> **Goal of the exercise**
Produce a verbatim copy of the entries listed below.

(Dataset excerpts)
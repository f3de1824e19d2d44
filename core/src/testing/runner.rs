//! Deterministic clock and task runner for tests
//!
//! [`FakeClock`] is a manually advanced monotonic clock. [`FakeTaskRunner`]
//! holds posted tasks in a virtual-time queue; [`fast_forward`]
//! (FakeTaskRunner::fast_forward) advances virtual time and runs everything
//! that falls due, including tasks posted by the tasks it runs.

use std::sync::Mutex;
use std::time::{Duration, Instant};

use crate::tasks::runner::{Clock, Task, TaskRunner};

/// Manually advanced clock
pub struct FakeClock {
    base: Instant,
    offset: Mutex<Duration>,
}

impl FakeClock {
    pub fn new() -> Self {
        Self { base: Instant::now(), offset: Mutex::new(Duration::ZERO) }
    }

    /// Move the clock forward
    pub fn advance(&self, delta: Duration) {
        *self.offset.lock().unwrap() += delta;
    }
}

impl Default for FakeClock {
    fn default() -> Self {
        Self::new()
    }
}

impl Clock for FakeClock {
    fn now(&self) -> Instant {
        self.base + *self.offset.lock().unwrap()
    }
}

struct Scheduled {
    due: Duration,
    seq: u64,
    task: Task,
}

struct RunnerState {
    now: Duration,
    next_seq: u64,
    queue: Vec<Scheduled>,
    shutdown: bool,
}

/// Task runner with virtual time
///
/// Tasks run on the thread calling [`fast_forward`]
/// (FakeTaskRunner::fast_forward), in due-time order with FIFO ordering for
/// equal due times. Tasks always run outside the internal lock, so a running
/// task may post further tasks.
pub struct FakeTaskRunner {
    state: Mutex<RunnerState>,
}

impl FakeTaskRunner {
    pub fn new() -> Self {
        Self {
            state: Mutex::new(RunnerState {
                now: Duration::ZERO,
                next_seq: 0,
                queue: Vec::new(),
                shutdown: false,
            }),
        }
    }

    /// Refuse all future posts
    pub fn shutdown(&self) {
        self.state.lock().unwrap().shutdown = true;
    }

    /// Number of tasks not yet due
    pub fn pending_count(&self) -> usize {
        self.state.lock().unwrap().queue.len()
    }

    /// Advance virtual time by `delta`, running every task that falls due
    pub fn fast_forward(&self, delta: Duration) {
        let target = {
            let state = self.state.lock().unwrap();
            state.now + delta
        };
        loop {
            let task = {
                let mut state = self.state.lock().unwrap();
                let next = state
                    .queue
                    .iter()
                    .enumerate()
                    .filter(|(_, s)| s.due <= target)
                    .min_by_key(|(_, s)| (s.due, s.seq))
                    .map(|(i, _)| i);
                match next {
                    Some(index) => {
                        let scheduled = state.queue.remove(index);
                        state.now = state.now.max(scheduled.due);
                        Some(scheduled.task)
                    }
                    None => {
                        state.now = target;
                        None
                    }
                }
            };
            match task {
                Some(task) => task(),
                None => break,
            }
        }
    }

    /// Run tasks already due without advancing time
    pub fn run_pending(&self) {
        self.fast_forward(Duration::ZERO);
    }
}

impl Default for FakeTaskRunner {
    fn default() -> Self {
        Self::new()
    }
}

impl TaskRunner for FakeTaskRunner {
    fn post_delayed(&self, delay: Duration, task: Task) -> bool {
        let mut state = self.state.lock().unwrap();
        if state.shutdown {
            return false;
        }
        let due = state.now + delay;
        let seq = state.next_seq;
        state.next_seq += 1;
        state.queue.push(Scheduled { due, seq, task });
        true
    }
}

#[cfg(test)]
mod tests {
    use super::*;
    use std::sync::atomic::{AtomicU32, Ordering};
    use std::sync::Arc;

    #[test]
    fn test_fake_clock_advances() {
        let clock = FakeClock::new();
        let start = clock.now();
        clock.advance(Duration::from_secs(10));
        assert_eq!(clock.now() - start, Duration::from_secs(10));
    }

    #[test]
    fn test_tasks_run_in_due_order() {
        let runner = FakeTaskRunner::new();
        let order = Arc::new(Mutex::new(Vec::new()));

        for (delay, label) in [(3u64, "c"), (1, "a"), (2, "b")] {
            let order = order.clone();
            runner.post_delayed(
                Duration::from_secs(delay),
                Box::new(move || order.lock().unwrap().push(label)),
            );
        }

        runner.fast_forward(Duration::from_secs(3));
        assert_eq!(*order.lock().unwrap(), vec!["a", "b", "c"]);
    }

    #[test]
    fn test_equal_due_times_run_fifo() {
        let runner = FakeTaskRunner::new();
        let order = Arc::new(Mutex::new(Vec::new()));

        for label in ["first", "second", "third"] {
            let order = order.clone();
            runner.post_delayed(
                Duration::from_secs(1),
                Box::new(move || order.lock().unwrap().push(label)),
            );
        }

        runner.fast_forward(Duration::from_secs(1));
        assert_eq!(*order.lock().unwrap(), vec!["first", "second", "third"]);
    }

    #[test]
    fn test_not_due_tasks_stay_queued() {
        let runner = FakeTaskRunner::new();
        let runs = Arc::new(AtomicU32::new(0));

        let counter = runs.clone();
        runner.post_delayed(
            Duration::from_secs(10),
            Box::new(move || {
                counter.fetch_add(1, Ordering::SeqCst);
            }),
        );

        runner.fast_forward(Duration::from_secs(9));
        assert_eq!(runs.load(Ordering::SeqCst), 0);
        assert_eq!(runner.pending_count(), 1);

        runner.fast_forward(Duration::from_secs(1));
        assert_eq!(runs.load(Ordering::SeqCst), 1);
        assert_eq!(runner.pending_count(), 0);
    }

    #[test]
    fn test_task_may_post_more_tasks() {
        let runner = Arc::new(FakeTaskRunner::new());
        let runs = Arc::new(AtomicU32::new(0));

        let inner_runner = runner.clone();
        let counter = runs.clone();
        runner.post_delayed(
            Duration::from_secs(1),
            Box::new(move || {
                let counter = counter.clone();
                inner_runner.post(Box::new(move || {
                    counter.fetch_add(1, Ordering::SeqCst);
                }));
            }),
        );

        // the chained zero-delay task runs in the same fast_forward
        runner.fast_forward(Duration::from_secs(1));
        assert_eq!(runs.load(Ordering::SeqCst), 1);
    }

    #[test]
    fn test_shutdown_refuses_posts() {
        let runner = FakeTaskRunner::new();
        runner.shutdown();
        assert!(!runner.post(Box::new(|| {})));
        assert_eq!(runner.pending_count(), 0);
    }

    #[test]
    fn test_run_pending_only_runs_due_tasks() {
        let runner = FakeTaskRunner::new();
        let runs = Arc::new(AtomicU32::new(0));

        let counter = runs.clone();
        runner.post(Box::new(move || {
            counter.fetch_add(1, Ordering::SeqCst);
        }));
        let counter = runs.clone();
        runner.post_delayed(
            Duration::from_secs(1),
            Box::new(move || {
                counter.fetch_add(1, Ordering::SeqCst);
            }),
        );

        runner.run_pending();
        assert_eq!(runs.load(Ordering::SeqCst), 1);
        assert_eq!(runner.pending_count(), 1);
    }
}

> **Reply**
repository f3de1824e19d2d44
filename core/src/testing/runner.rs
//! Deterministic clock and task runner for tests
//!
//! [`FakeClock`] is a manually advanced monotonic clock. [`FakeTaskRunner`]
//! holds posted tasks in a virtual-time queue; [`fast_forward`]
//! (FakeTaskRunner::fast_forward) advances virtual time and runs everything
//! that falls due, including tasks posted by the tasks it runs.

use std::sync::Mutex;
use std::time::{Duration, Instant};

use crate::tasks::runner::{Clock, Task, TaskRunner};

/// Manually advanced clock
pub struct FakeClock {
    base: Instant,
    offset: Mutex<Duration>,
}

impl FakeClock {
    pub fn new() -> Self {
        Self { base: Instant::now(), offset: Mutex::new(Duration::ZERO) }
    }

    /// Move the clock forward
    pub fn advance(&self, delta: Duration) {
        *self.offset.lock().unwrap() += delta;
    }
}

impl Default for FakeClock {
    fn default() -> Self {
        Self::new()
    }
}

impl Clock for FakeClock {
    fn now(&self) -> Instant {
        self.base + *self.offset.lock().unwrap()
    }
}

struct Scheduled {
    due: Duration,
    seq: u64,
    task: Task,
}

struct RunnerState {
    now: Duration,
    next_seq: u64,
    queue: Vec<Scheduled>,
    shutdown: bool,
}

/// Task runner with virtual time
///
/// Tasks run on the thread calling [`fast_forward`]
/// (FakeTaskRunner::fast_forward), in due-time order with FIFO ordering for
/// equal due times. Tasks always run outside the internal lock, so a running
/// task may post further tasks.
pub struct FakeTaskRunner {
    state: Mutex<RunnerState>,
}

impl FakeTaskRunner {
    pub fn new() -> Self {
        Self {
            state: Mutex::new(RunnerState {
                now: Duration::ZERO,
                next_seq: 0,
                queue: Vec::new(),
                shutdown: false,
            }),
        }
    }

    /// Refuse all future posts
    pub fn shutdown(&self) {
        self.state.lock().unwrap().shutdown = true;
    }

    /// Number of tasks not yet due
    pub fn pending_count(&self) -> usize {
        self.state.lock().unwrap().queue.len()
    }

    /// Advance virtual time by `delta`, running every task that falls due
    pub fn fast_forward(&self, delta: Duration) {
        let target = {
            let state = self.state.lock().unwrap();
            state.now + delta
        };
        loop {
            let task = {
                let mut state = self.state.lock().unwrap();
                let next = state
                    .queue
                    .iter()
                    .enumerate()
                    .filter(|(_, s)| s.due <= target)
                    .min_by_key(|(_, s)| (s.due, s.seq))
                    .map(|(i, _)| i);
                match next {
                    Some(index) => {
                        let scheduled = state.queue.remove(index);
                        state.now = state.now.max(scheduled.due);
                        Some(scheduled.task)
                    }
                    None => {
                        state.now = target;
                        None
                    }
                }
            };
            match task {
                Some(task) => task(),
                None => break,
            }
        }
    }

    /// Run tasks already due without advancing time
    pub fn run_pending(&self) {
        self.fast_forward(Duration::ZERO);
    }
}

impl Default for FakeTaskRunner {
    fn default() -> Self {
        Self::new()
    }
}

impl TaskRunner for FakeTaskRunner {
    fn post_delayed(&self, delay: Duration, task: Task) -> bool {
        let mut state = self.state.lock().unwrap();
        if state.shutdown {
            return false;
        }
        let due = state.now + delay;
        let seq = state.next_seq;
        state.next_seq += 1;
        state.queue.push(Scheduled { due, seq, task });
        true
    }
}

#[cfg(test)]
mod tests {
    use super::*;
    use std::sync::atomic::{AtomicU32, Ordering};
    use std::sync::Arc;

    #[test]
    fn test_fake_clock_advances() {
        let clock = FakeClock::new();
        let start = clock.now();
        clock.advance(Duration::from_secs(10));
        assert_eq!(clock.now() - start, Duration::from_secs(10));
    }

    #[test]
    fn test_tasks_run_in_due_order() {
        let runner = FakeTaskRunner::new();
        let order = Arc::new(Mutex::new(Vec::new()));

        for (delay, label) in [(3u64, "c"), (1, "a"), (2, "b")] {
            let order = order.clone();
            runner.post_delayed(
                Duration::from_secs(delay),
                Box::new(move || order.lock().unwrap().push(label)),
            );
        }

        runner.fast_forward(Duration::from_secs(3));
        assert_eq!(*order.lock().unwrap(), vec!["a", "b", "c"]);
    }

    #[test]
    fn test_equal_due_times_run_fifo() {
        let runner = FakeTaskRunner::new();
        let order = Arc::new(Mutex::new(Vec::new()));

        for label in ["first", "second", "third"] {
            let order = order.clone();
            runner.post_delayed(
                Duration::from_secs(1),
                Box::new(move || order.lock().unwrap().push(label)),
            );
        }

        runner.fast_forward(Duration::from_secs(1));
        assert_eq!(*order.lock().unwrap(), vec!["first", "second", "third"]);
    }

    #[test]
    fn test_not_due_tasks_stay_queued() {
        let runner = FakeTaskRunner::new();
        let runs = Arc::new(AtomicU32::new(0));

        let counter = runs.clone();
        runner.post_delayed(
            Duration::from_secs(10),
            Box::new(move || {
                counter.fetch_add(1, Ordering::SeqCst);
            }),
        );

        runner.fast_forward(Duration::from_secs(9));
        assert_eq!(runs.load(Ordering::SeqCst), 0);
        assert_eq!(runner.pending_count(), 1);

        runner.fast_forward(Duration::from_secs(1));
        assert_eq!(runs.load(Ordering::SeqCst), 1);
        assert_eq!(runner.pending_count(), 0);
    }

    #[test]
    fn test_task_may_post_more_tasks() {
        let runner = Arc::new(FakeTaskRunner::new());
        let runs = Arc::new(AtomicU32::new(0));

        let inner_runner = runner.clone();
        let counter = runs.clone();
        runner.post_delayed(
            Duration::from_secs(1),
            Box::new(move || {
                let counter = counter.clone();
                inner_runner.post(Box::new(move || {
                    counter.fetch_add(1, Ordering::SeqCst);
                }));
            }),
        );

        // the chained zero-delay task runs in the same fast_forward
        runner.fast_forward(Duration::from_secs(1));
        assert_eq!(runs.load(Ordering::SeqCst), 1);
    }

    #[test]
    fn test_shutdown_refuses_posts() {
        let runner = FakeTaskRunner::new();
        runner.shutdown();
        assert!(!runner.post(Box::new(|| {})));
        assert_eq!(runner.pending_count(), 0);
    }

    #[test]
    fn test_run_pending_only_runs_due_tasks() {
        let runner = FakeTaskRunner::new();
        let runs = Arc::new(AtomicU32::new(0));

        let counter = runs.clone();
        runner.post(Box::new(move || {
            counter.fetch_add(1, Ordering::SeqCst);
        }));
        let counter = runs.clone();
        runner.post_delayed(
            Duration::from_secs(1),
            Box::new(move || {
                counter.fetch_add(1, Ordering::SeqCst);
            }),
        );

        runner.run_pending();
        assert_eq!(runs.load(Ordering::SeqCst), 1);
        assert_eq!(runner.pending_count(), 1);
    }
}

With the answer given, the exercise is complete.